use std::sync::Arc;

use tracing::{debug, info, warn};
use uuid::Uuid;

use eventmap_common::{Event, ViewportGeometry};

use crate::error::GenerationError;
use crate::policy::{AdmissionDecision, PassiveAiGenPolicy};
use crate::traits::{EventGenerator, EventStore, GenerationRequest, UserStore};

/// Runs one passive generation attempt end to end: count what is already on
/// the map, ask the policy, and only on acceptance call the AI generator and
/// persist what it returns.
///
/// Holds no clock and no "last generated" bookkeeping. Callers own the
/// cooldown timestamp and pass it in on every call.
pub struct AiEventGenOrchestrator {
    events: Arc<dyn EventStore>,
    users: Arc<dyn UserStore>,
    generator: Arc<dyn EventGenerator>,
    policy: PassiveAiGenPolicy,
}

impl AiEventGenOrchestrator {
    pub fn new(
        events: Arc<dyn EventStore>,
        users: Arc<dyn UserStore>,
        generator: Arc<dyn EventGenerator>,
        policy: PassiveAiGenPolicy,
    ) -> Self {
        Self {
            events,
            users,
            generator,
            policy,
        }
    }

    pub fn policy(&self) -> &PassiveAiGenPolicy {
        &self.policy
    }

    /// Returns the candidates as produced by the generator (provisional ids),
    /// truncated to the admitted count, or an empty list when the policy
    /// declines. Stored copies carry fresh ids; re-query the store for
    /// canonical records.
    pub async fn maybe_generate(
        &self,
        current_user_id: &str,
        viewport: &ViewportGeometry,
        last_gen: i64,
        now: i64,
    ) -> Result<Vec<Event>, GenerationError> {
        let num_existing = self
            .events
            .count_in_viewport(viewport)
            .await
            .map_err(GenerationError::ExistingEvents)?;

        let events_to_generate = match self.policy.evaluate(viewport, num_existing, last_gen, now) {
            AdmissionDecision::Reject(reason) => {
                debug!(
                    user = current_user_id,
                    %reason,
                    radius_km = viewport.radius_km,
                    existing = num_existing,
                    "Passive generation declined"
                );
                return Ok(Vec::new());
            }
            AdmissionDecision::Accept { events_to_generate } => events_to_generate,
        };

        info!(
            user = current_user_id,
            lat = viewport.center_lat,
            lng = viewport.center_lng,
            radius_km = viewport.radius_km,
            existing = num_existing,
            requested = events_to_generate,
            "Passive generation accepted"
        );

        let profile = self
            .users
            .get_user(current_user_id)
            .await
            .map_err(|error| GenerationError::UserLookup {
                uid: current_user_id.to_string(),
                error,
            })?;

        let request = GenerationRequest {
            profile,
            viewport: *viewport,
            hint_count: events_to_generate,
        };

        let mut candidates = self
            .generator
            .generate_events(&request)
            .await
            .map_err(GenerationError::Generation)?;

        // The hint is also the cap: never store more than the policy admitted.
        let cap = events_to_generate as usize;
        if candidates.len() > cap {
            warn!(
                user = current_user_id,
                returned = candidates.len(),
                cap,
                "Generator exceeded the admitted count, truncating"
            );
            candidates.truncate(cap);
        }

        if candidates.is_empty() {
            info!(user = current_user_id, "Generator returned no events");
            return Ok(candidates);
        }

        self.persist_all(&candidates, viewport).await?;

        info!(
            user = current_user_id,
            generated = candidates.len(),
            "Passive generation complete"
        );
        Ok(candidates)
    }

    /// Store every candidate under a fresh id, all or nothing. On the first
    /// failed write, already-written records are removed and the write error
    /// is returned.
    async fn persist_all(
        &self,
        candidates: &[Event],
        viewport: &ViewportGeometry,
    ) -> Result<(), GenerationError> {
        let mut written: Vec<Uuid> = Vec::with_capacity(candidates.len());

        for candidate in candidates {
            if !viewport.contains(&candidate.location) {
                warn!(
                    title = candidate.title.as_str(),
                    lat = candidate.location.lat,
                    lng = candidate.location.lng,
                    "Generated event lies outside the viewport"
                );
            }

            let stored = candidate.with_id(self.events.new_id());
            if let Err(e) = self.events.add(&stored).await {
                warn!(
                    error = %e,
                    rolled_back = written.len(),
                    "Persisting generated event failed, rolling back batch"
                );
                self.roll_back(&written).await;
                return Err(GenerationError::Persistence(e));
            }
            debug!(
                provisional_id = %candidate.id,
                stored_id = %stored.id,
                title = stored.title.as_str(),
                "Stored generated event"
            );
            written.push(stored.id);
        }

        Ok(())
    }

    async fn roll_back(&self, written: &[Uuid]) {
        for id in written {
            if let Err(e) = self.events.remove(*id).await {
                warn!(%id, error = %e, "Failed to remove event during rollback");
            }
        }
    }
}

○ ○ ○ ○

Exercise requirements:
Find and copy each line above that includes the string "debug".

Reply to the task:
use tracing::{debug, info, warn};
                debug!(
            debug!(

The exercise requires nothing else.